### What is expected:
For every line of the records below that holds "never", add one. Give only the final total.

### Data supplied:
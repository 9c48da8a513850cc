//! Mapping from the study configuration a student picks (grade band and
//! difficulty) to the persona the question-asker prompt is built from.

use serde::{Deserialize, Serialize};

/// School grade 1-12, or university. Level 13 on the grade slider means
/// university.
#[derive(Debug, Clone, Copy, PartialEq, Eq)]
pub enum GradeBand {
    Grade(u8),
    University,
}

impl GradeBand {
    pub fn from_level(level: u8) -> Option<Self> {
        match level {
            1..=12 => Some(GradeBand::Grade(level)),
            13 => Some(GradeBand::University),
            _ => None,
        }
    }

    /// How the persona addresses the audience, e.g. "grade 7" or
    /// "university".
    pub fn audience(&self) -> String {
        match self {
            GradeBand::Grade(level) => format!("grade {}", level),
            GradeBand::University => "university".to_string(),
        }
    }
}

#[derive(Debug, Clone, Copy, PartialEq, Eq, Serialize, Deserialize)]
#[serde(rename_all = "lowercase")]
pub enum Difficulty {
    Easy,
    Normal,
    Difficult,
}

impl Difficulty {
    pub fn from_name(name: &str) -> Option<Self> {
        match name.trim().to_lowercase().as_str() {
            "easy" => Some(Difficulty::Easy),
            "normal" => Some(Difficulty::Normal),
            "difficult" => Some(Difficulty::Difficult),
            _ => None,
        }
    }

    pub fn as_str(&self) -> &'static str {
        match self {
            Difficulty::Easy => "easy",
            Difficulty::Normal => "normal",
            Difficulty::Difficult => "difficult",
        }
    }
}

/// The structured record the teach-back prompts are assembled from. The
/// narrative text is data here, not control flow.
#[derive(Debug, Clone, Serialize)]
pub struct PersonaSpec {
    pub audience: String,
    pub difficulty: &'static str,
    pub difficulty_guidance: &'static str,
}

/// Pure and total over every grade band and difficulty.
pub fn persona(grade: GradeBand, difficulty: Difficulty) -> PersonaSpec {
    let difficulty_guidance = match difficulty {
        Difficulty::Easy => {
            "Favour foundational recall questions and keep the phrasing simple."
        }
        Difficulty::Normal => {
            "Mix recall questions with ones that ask for short explanations."
        }
        Difficulty::Difficult => {
            "Prefer questions that require reasoning, comparisons, and applying the topic to new situations."
        }
    };

    PersonaSpec {
        audience: grade.audience(),
        difficulty: difficulty.as_str(),
        difficulty_guidance,
    }
}
//! Client for the external calendar free-busy backend: querying free time
//! windows and creating study-session events.

pub mod client;
pub mod types;

pub use client::{CalendarError, create_event, find_free_time};
pub use types::{EventCandidate, EventRecord, FreeSlot, FreeTimeOutcome, FreeTimeQuery};
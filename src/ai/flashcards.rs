//! Flashcard generation from study material: prompt assembly, a count
//! heuristic for when the student doesn't pick one, and parsing of the
//! model's Q/A output.

use anyhow::{Error, Result, bail};
use regex::Regex;
use serde_json::json;

use crate::ai::prompt::{Prompt, templates};

/// Bounds for the card-count heuristic and for explicit requests.
pub const MIN_CARDS: usize = 4;
pub const MAX_CARDS: usize = 20;

const WORDS_PER_CARD: usize = 120;

#[derive(Debug, Clone, PartialEq, Eq)]
pub struct Flashcard {
    pub question: String,
    pub answer: String,
}

/// How many cards to generate for a piece of material when the student
/// didn't ask for a specific number: roughly one card per hundred-odd
/// words, clamped to a small fixed range.
pub fn suggested_card_count(material: &str) -> usize {
    let words = material.split_whitespace().count();
    (words / WORDS_PER_CARD).clamp(MIN_CARDS, MAX_CARDS)
}

pub fn flashcards_prompt(
    material: &str,
    subject: Option<&str>,
    count: usize,
) -> Result<String, Error> {
    let rendered = templates().render(
        &Prompt::Flashcards.to_string(),
        &json!({
            "material": material,
            "subject": subject,
            "count": count,
        }),
    )?;
    Ok(rendered)
}

/// Extracts `Q:`/`A:` pairs from the model output. Surrounding prose is
/// ignored and answers may continue over several lines; an output with no
/// parseable pair is an error, not an empty deck.
pub fn parse_flashcards(output: &str) -> Result<Vec<Flashcard>, Error> {
    // Tolerates optional numbering like "1. Q: ..." in front of a card.
    let question_marker =
        Regex::new(r"^\s*(?:\d+[.)]\s*)?Q:\s*(.*)$").expect("Invalid question pattern");
    let answer_marker = Regex::new(r"^\s*A:\s*(.*)$").expect("Invalid answer pattern");

    let mut cards = Vec::new();
    let mut question: Option<String> = None;
    let mut answer: Option<String> = None;

    for line in output.lines() {
        if line.trim().is_empty() {
            // A blank line ends the current card; stray prose after it
            // never leaks into an answer.
            push_card(&mut cards, question.take(), answer.take());
        } else if let Some(caps) = question_marker.captures(line) {
            push_card(&mut cards, question.take(), answer.take());
            question = Some(caps[1].trim().to_string());
        } else if let Some(caps) = answer_marker.captures(line) {
            if question.is_some() {
                answer = Some(caps[1].trim().to_string());
            }
        } else if let Some(current) = answer.as_mut().or(question.as_mut()) {
            let continuation = line.trim();
            if !continuation.is_empty() {
                if !current.is_empty() {
                    current.push(' ');
                }
                current.push_str(continuation);
            }
        }
    }
    push_card(&mut cards, question, answer);

    if cards.is_empty() {
        bail!("No flashcards found in model output");
    }
    Ok(cards)
}

fn push_card(cards: &mut Vec<Flashcard>, question: Option<String>, answer: Option<String>) {
    if let (Some(question), Some(answer)) = (question, answer)
        && !question.is_empty()
        && !answer.is_empty()
    {
        cards.push(Flashcard { question, answer });
    }
}
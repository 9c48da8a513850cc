use anyhow::Result;
use clap::{Parser, Subcommand};

pub mod serve;

#[derive(Subcommand)]
enum Command {
    /// Run the API server
    Serve {
        /// Set the server host address
        #[arg(long, default_value = "127.0.0.1")]
        host: String,

        /// Set the server port
        #[arg(long, default_value = "3000")]
        port: String,
    },
}

#[derive(Parser)]
#[command(author, version, about, long_about = None)]
#[command(propagate_version = true)]
pub struct Cli {
    #[command(subcommand)]
    command: Option<Command>,
}

pub async fn run() -> Result<()> {
    let args = Cli::parse();

    // Handle each sub command
    match args.command {
        Some(Command::Serve { host, port }) => {
            serve::run(host, port).await;
        }
        None => {}
    }

    Ok(())
}
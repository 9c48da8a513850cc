//! The fixed hourly partition of a day used to render availability.

/// An hour-aligned slot on the daily grid. Always in `[0, 23]`.
#[derive(Debug, Clone, Copy, PartialEq, Eq, PartialOrd, Ord)]
pub struct TimeSlot(u8);

impl TimeSlot {
    pub fn hour(&self) -> u8 {
        self.0
    }

    /// Display form, e.g. `09:00`.
    pub fn label(&self) -> String {
        format!("{:02}:00", self.0)
    }
}

/// A half-open `[start_hour, end_hour)` window over the day.
///
/// Only non-empty windows can be constructed; `start_hour == end_hour` is
/// the empty window and is represented as `None` at the call site.
#[derive(Debug, Clone, Copy, PartialEq, Eq)]
pub struct TimeWindow {
    start_hour: u8,
    end_hour: u8,
}

impl TimeWindow {
    /// Returns `None` unless `0 <= start_hour < end_hour <= 24`.
    pub fn new(start_hour: u8, end_hour: u8) -> Option<Self> {
        if start_hour < end_hour && end_hour <= 24 {
            Some(Self {
                start_hour,
                end_hour,
            })
        } else {
            None
        }
    }

    pub fn start_hour(&self) -> u8 {
        self.start_hour
    }

    pub fn end_hour(&self) -> u8 {
        self.end_hour
    }
}

/// The ordered sequence of hour slots covered by `window`. An absent
/// window yields an empty sequence, never an error.
pub fn hour_slots(window: Option<TimeWindow>) -> Vec<TimeSlot> {
    match window {
        Some(w) => (w.start_hour..w.end_hour).map(TimeSlot).collect(),
        None => Vec::new(),
    }
}

#[cfg(test)]
mod tests {
    use super::*;

    #[test]
    fn test_slot_count_matches_window_width() {
        for start in 0..24u8 {
            for end in (start + 1)..=24u8 {
                let window = TimeWindow::new(start, end).unwrap();
                let slots = hour_slots(Some(window));
                assert_eq!(slots.len(), (end - start) as usize);
            }
        }
    }

    #[test]
    fn test_slots_are_strictly_increasing() {
        let window = TimeWindow::new(9, 20).unwrap();
        let slots = hour_slots(Some(window));
        for pair in slots.windows(2) {
            assert!(pair[0] < pair[1]);
        }
        assert_eq!(slots.first().unwrap().hour(), 9);
        assert_eq!(slots.last().unwrap().hour(), 19);
    }

    #[test]
    fn test_empty_window_yields_no_slots() {
        assert!(TimeWindow::new(9, 9).is_none());
        assert!(TimeWindow::new(12, 9).is_none());
        assert!(hour_slots(None).is_empty());
    }

    #[test]
    fn test_window_rejects_out_of_range_end() {
        assert!(TimeWindow::new(9, 25).is_none());
        assert!(TimeWindow::new(0, 24).is_some());
    }

    #[test]
    fn test_slot_label() {
        let window = TimeWindow::new(8, 10).unwrap();
        let labels: Vec<String> = hour_slots(Some(window))
            .iter()
            .map(|s| s.label())
            .collect();
        assert_eq!(labels, vec!["08:00", "09:00"]);
    }
}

### Answer for the task:
2